# My parents are making me have second doubts about my marriage...



## pinktulip (8 mo ago)

I am feeling very torn. My parents are amazing people, but they have a history of deep rooted mental issues including depression, anxiety and paranoia. They have also been betrayed by many in their lifetime. 

My parents, in particular my mother, do not seem to listen to me when I tell them that my marriage is just fine and that my partner and I need space from time to time. There are weekends when he will go away to visit family and I will spend the weekend at my parents house and this is something we have been doing for years. But my parents seem to think my husband has ulterior motives and is having an affair and such. Even though my husband video calls me 5-6 times a day. 

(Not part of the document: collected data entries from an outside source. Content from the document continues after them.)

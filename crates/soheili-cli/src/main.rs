//! Soheili - headless host for the Soheili Wood interaction core
//!
//! Stands in for the browser when exercising the page logic:
//! - `check` validates a page description
//! - `replay` feeds a scripted event session through the page and prints a
//!   render snapshot after every event

use std::path::PathBuf;

use anyhow::{Context, Result};
use clap::{Parser, Subcommand};
use tracing_subscriber::EnvFilter;

use soheili_core::PageConfig;

mod replay;

/// Soheili Wood page interaction host
#[derive(Parser)]
#[command(name = "soheili")]
#[command(about = "Validate page descriptions and replay interaction sessions", long_about = None)]
struct Cli {
    #[command(subcommand)]
    command: Commands,

    /// Log level used when RUST_LOG is not set
    #[arg(long, global = true, default_value = "info")]
    log_level: String,
}

#[derive(Subcommand)]
enum Commands {
    /// Load and validate a page description
    Check {
        /// Page description (TOML)
        config: PathBuf,
    },

    /// Replay an event script against a page
    Replay {
        /// Page description (TOML)
        config: PathBuf,

        /// Event script (JSON array of timed events)
        script: PathBuf,

        /// Pretty-print snapshots
        #[arg(long)]
        pretty: bool,
    },
}

fn init_logging(level: &str) {
    // Logs go to stderr so stdout stays clean for snapshots
    let filter = EnvFilter::try_from_default_env().unwrap_or_else(|_| EnvFilter::new(level));
    tracing_subscriber::fmt()
        .with_env_filter(filter)
        .with_writer(std::io::stderr)
        .with_target(false)
        .init();
}

#[tokio::main(flavor = "current_thread")]
async fn main() -> Result<()> {
    let cli = Cli::parse();
    init_logging(&cli.log_level);

    match cli.command {
        Commands::Check { config } => {
            let page = PageConfig::load(&config)
                .with_context(|| format!("invalid page description {}", config.display()))?;
            println!("Page description OK: {}", config.display());
            println!("  sections:      {}", page.sections.len());
            for section in &page.sections {
                println!(
                    "    #{:<16} top {:>7.0}px  height {:>7.0}px",
                    section.id, section.top, section.height
                );
            }
            println!("  gallery items: {}", page.gallery.len());
            println!("  animated:      {}", page.animated.len());
            println!("  lazy images:   {}", page.lazy_images.len());
            println!("  tooltips:      {}", page.tooltips.len());
            println!(
                "  form fields:   {}",
                page.form
                    .fields
                    .iter()
                    .map(|f| if f.required {
                        format!("{}*", f.name)
                    } else {
                        f.name.clone()
                    })
                    .collect::<Vec<_>>()
                    .join(", ")
            );
        }
        Commands::Replay {
            config,
            script,
            pretty,
        } => {
            let page = PageConfig::load(&config)
                .with_context(|| format!("invalid page description {}", config.display()))?;
            let steps = replay::load_script(&script)?;
            let stdout = std::io::stdout();
            replay::run(page, steps, &mut stdout.lock(), pretty).await?;
        }
    }

    Ok(())
}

My parents are now making me doubt my own sanity and my own trust issues with my husband because of all the things they are saying - that he's out cheating, asking me why does he need to go? why isn't he spending time with me. My husband and I work from home and we spend every single day together so there are times when I look forward to a few days apart. It also helps us connect with ourselves and miss each other. 

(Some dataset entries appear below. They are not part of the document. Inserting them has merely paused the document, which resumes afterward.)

//! Interaction constants and configuration defaults
//!
//! Centralized location for thresholds, durations and labels used by the page

use std::time::Duration;

/// Scroll tracking
pub mod scroll {
    /// Offset (px) past which the header switches to its compact style
    pub const SCROLLED_THRESHOLD: f64 = 50.0;

    /// Offset (px) past which scrolling down hides the header
    pub const HIDE_HEADER_THRESHOLD: f64 = 100.0;

    /// Sections become active this many px before their top edge
    pub const SECTION_OFFSET: f64 = 100.0;

    /// Hero background moves at this fraction of the scroll offset
    pub const PARALLAX_RATE: f64 = 0.3;

    /// Scale applied to the hero background so parallax never shows an edge
    pub const PARALLAX_SCALE: f64 = 1.1;
}

/// Layout defaults used when a page description omits them
pub mod layout {
    /// Fixed header height (px), subtracted from anchor scroll targets
    pub const HEADER_HEIGHT: f64 = 80.0;

    /// Viewport height (px) assumed until the first resize event
    pub const VIEWPORT_HEIGHT: f64 = 900.0;
}

/// Reveal animations and lazy images
pub mod reveal {
    use super::*;

    /// Delay step between staggered cards
    pub const STAGGER_STEP: Duration = Duration::from_millis(100);

    /// Staggered cards cycle through this many delay slots
    pub const STAGGER_SLOTS: usize = 4;

    /// Elements must clear the viewport bottom by this many px to count as visible
    pub const BOTTOM_MARGIN: f64 = 100.0;

    /// Sweep delay after the page finishes loading
    pub const LOAD_SWEEP_DELAY: Duration = Duration::from_millis(500);

    /// Quiet period after the last resize before sweeping again
    pub const RESIZE_DEBOUNCE: Duration = Duration::from_millis(250);
}

/// Gallery lightbox
pub mod lightbox {
    use super::*;

    /// Image fade-out time before the next image is swapped in
    pub const FADE: Duration = Duration::from_millis(200);
}

/// Transient notifications
pub mod notify {
    use super::*;

    /// Notifications dismiss themselves after this long
    pub const AUTO_DISMISS: Duration = Duration::from_secs(5);

    /// Exit animation length before the element is removed
    pub const LEAVE_ANIMATION: Duration = Duration::from_millis(300);
}

/// Inquiry form
pub mod inquiry {
    use super::*;

    /// Stand-in latency for the simulated backend
    pub const SIMULATED_DELAY: Duration = Duration::from_millis(1500);

    /// Request timeout for the HTTP backend
    pub const HTTP_TIMEOUT: Duration = Duration::from_secs(15);

    /// Submit button label while idle
    pub const SUBMIT_LABEL: &str = "ثبت درخواست";

    /// Submit button label while a submission is pending
    pub const PENDING_LABEL: &str = "در حال ارسال...";

    pub const SUCCESS_MESSAGE: &str =
        "درخواست شما با موفقیت ثبت شد. کارشناسان ما در کمتر از ۲ ساعت با شما تماس خواهند گرفت.";

    pub const ERROR_MESSAGE: &str = "خطا در ارسال فرم. لطفا مجددا تلاش کنید.";

    /// Shown when the backend refuses the inquiry itself; retrying as-is won't help
    pub const REJECTED_MESSAGE: &str = "اطلاعات فرم پذیرفته نشد. لطفا اطلاعات را بررسی کنید.";

    /// Accepted digit count for phone numbers (after stripping separators)
    pub const PHONE_DIGITS: std::ops::RangeInclusive<usize> = 7..=15;
}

How do I not let their negative thinking and thoughts effect me? 

I should also mention that I am 35 years old...


----------



## ThatDarnGuy! (Jan 11, 2022)

You are a married adult. You are under no obligation to stay at your parents place or communicate to them what is happening in your marriage.

I have been married for almost 15 years and I want to give you a little tip. Keep whatever happens in your marriage between you and your spouse. Unless it's something like abuse, whatever you say or do with your spouse stays between you and your spouse unless they are ok with you talking to others about it. Breaking that rule is a trust violation and will cause issues. Trust me, I have been there before and it sucks.


----------



## pinktulip (8 mo ago)

ThatDarnGuy! said:


> You are a married adult. You are under no obligation to stay at your parents place or communicate to them what is happening in your marriage.
> 
> I have been married for almost 15 years and I want to give you a little tip. Keep whatever happens in your marriage between you and your spouse. Unless it's something like abuse, whatever you say or do with your spouse stays between you and your spouse unless they are ok with you talking to others about it. Breaking that rule is a trust violation and will cause issues. Trust me, I have been there before and it sucks.


Thank you for this. I try my best to live by these words and I and very private with my married life with my parents. But because of this they think the worst.. they think I am hiding stuff when all I've done in my 2 years of marriage is show nothing but happiness. I do a good job of keeping a distance between my parents and my husband because I know just how they are.


----------



## Diana7 (Apr 19, 2016)

Your parents are not a friend of your marriage in anyway. Firstly I would have less contact with them generally, and secondly you must set firm boundaries with them. So tell them clearly that if they start criticizing him or the marriage you are going to leave (if you are at their house) or put the phone down (if you are in a call). You have to stuck to that and be consistent. They won't like it but they are undermining your marriage.
Honestly I couldn't spend time with any family member who spoke about my husband like that or tried to break up my marriage.


----------



## Andy1001 (Jun 29, 2016)

Your parents are trying to ruin your marriage and your appeasement is encouraging them. 
Do the words “NO MORE” exist in your vocabulary?


----------



## jorgegene (May 26, 2012)

As long as your marriage is good (in YOUR estimation) then let it roll off. Listen to what they say, be respectful, but ignore the bad vibes.
Easy to say, but work at it and you'll be surprised that it will usually work. If they get too insistent and negative or demand a reaction, then you have to draw a line and
let them know they have crossed it. This is your marriage, not theirs!


----------



## *Deidre* (Feb 7, 2016)

That’s sad that your parents suffer from paranoia and they’re unable to just be happy for you and your husband. I think establishing boundaries as others have mentioned is the only way to stay sane. You can’t change your parents but I definitely think you need to be firm with them, saying that if they continue negatively speaking about your husband, you’ll see them less. Hopefully they stop. It’s unfortunate that they are so worried that someone is going to wrong you, they’re missing all the good in your marriage. In an odd way, it may be how they show how they care about you.


----------



## ccpowerslave (Nov 21, 2020)

It’s probably a woman thing, but at 35 years old as a man I didn’t want anything to do with my parents. My wife was joined at the hip with her mom, I don’t get it.


----------



## Bluesclues (Mar 30, 2016)

pinktulip said:


> I do a good job of keeping a distance between my parents and my husband because I know just how they are.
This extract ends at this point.